### Dataset extract
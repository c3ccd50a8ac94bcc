//! SQL schema for the CineTrunk SQLite store.
//!
//! Executed once at connection startup. Future migrations will be gated on
//! `PRAGMA user_version`.

/// Full schema DDL; idempotent thanks to `CREATE ... IF NOT EXISTS`.
pub const SCHEMA: &str = "
PRAGMA journal_mode = WAL;
PRAGMA foreign_keys = ON;

CREATE TABLE IF NOT EXISTS users (
    user_id       TEXT PRIMARY KEY,
    username      TEXT NOT NULL UNIQUE,
    display_name  TEXT NOT NULL,
    email         TEXT NOT NULL UNIQUE,
    password_hash TEXT NOT NULL,        -- argon2 PHC string
    avatar        TEXT NOT NULL,
    created_at    TEXT NOT NULL
);

-- One row per relationship. Both `following` and `followers` are read from
-- here, so the two sides cannot disagree. rowid gives insertion order.
CREATE TABLE IF NOT EXISTS follows (
    follower_id TEXT NOT NULL REFERENCES users(user_id),
    followee_id TEXT NOT NULL REFERENCES users(user_id),
    created_at  TEXT NOT NULL,
    PRIMARY KEY (follower_id, followee_id),
    CHECK (follower_id != followee_id)
);

CREATE TABLE IF NOT EXISTS movies (
    movie_id     TEXT PRIMARY KEY,
    external_id  INTEGER NOT NULL UNIQUE,  -- TMDB id
    title        TEXT NOT NULL,
    release_year INTEGER NOT NULL
);

CREATE TABLE IF NOT EXISTS lists (
    list_id     TEXT PRIMARY KEY,
    owner_id    TEXT NOT NULL REFERENCES users(user_id),
    name        TEXT NOT NULL,
    description TEXT,
    created_at  TEXT NOT NULL,
    UNIQUE (owner_id, name)
);

CREATE TABLE IF NOT EXISTS list_movies (
    list_id  TEXT NOT NULL REFERENCES lists(list_id) ON DELETE CASCADE,
    movie_id TEXT NOT NULL REFERENCES movies(movie_id),
    added_at TEXT NOT NULL,
    PRIMARY KEY (list_id, movie_id)
);

-- The movie is embedded, not referenced.
CREATE TABLE IF NOT EXISTS reviews (
    review_id          TEXT PRIMARY KEY,
    author_id          TEXT NOT NULL REFERENCES users(user_id),
    title              TEXT NOT NULL,
    body               TEXT NOT NULL,
    rating             INTEGER NOT NULL CHECK (rating BETWEEN 0 AND 10),
    movie_external_id  INTEGER NOT NULL,
    movie_title        TEXT NOT NULL,
    movie_release_year INTEGER NOT NULL,
    created_at         TEXT NOT NULL,
    updated_at         TEXT NOT NULL
);

-- Activities are append-only. The only DELETE ever issued is the expiry
-- sweep on expires_at.
CREATE TABLE IF NOT EXISTS activities (
    seq          INTEGER PRIMARY KEY AUTOINCREMENT,
    activity_id  TEXT NOT NULL UNIQUE,
    owner_id     TEXT NOT NULL REFERENCES users(user_id),
    kind         TEXT NOT NULL,   -- discriminant of ActivityKind
    payload_json TEXT NOT NULL,   -- JSON payload (inner data only)
    created_at   TEXT NOT NULL,
    expires_at   TEXT NOT NULL
);

CREATE INDEX IF NOT EXISTS follows_followee_idx     ON follows(followee_id);
CREATE INDEX IF NOT EXISTS reviews_author_idx       ON reviews(author_id);
CREATE INDEX IF NOT EXISTS lists_owner_idx          ON lists(owner_id);
CREATE INDEX IF NOT EXISTS activities_owner_idx     ON activities(owner_id, created_at);
CREATE INDEX IF NOT EXISTS activities_expires_idx   ON activities(expires_at);

PRAGMA user_version = 1;
";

### Exercise aim
Check every line of the data above for the string "PRIMARY", and copy those that have it.

### Answer space
    user_id       TEXT PRIMARY KEY,
    PRIMARY KEY (follower_id, followee_id),
    movie_id     TEXT PRIMARY KEY,
    list_id     TEXT PRIMARY KEY,
    PRIMARY KEY (list_id, movie_id)
    review_id          TEXT PRIMARY KEY,
    seq          INTEGER PRIMARY KEY AUTOINCREMENT,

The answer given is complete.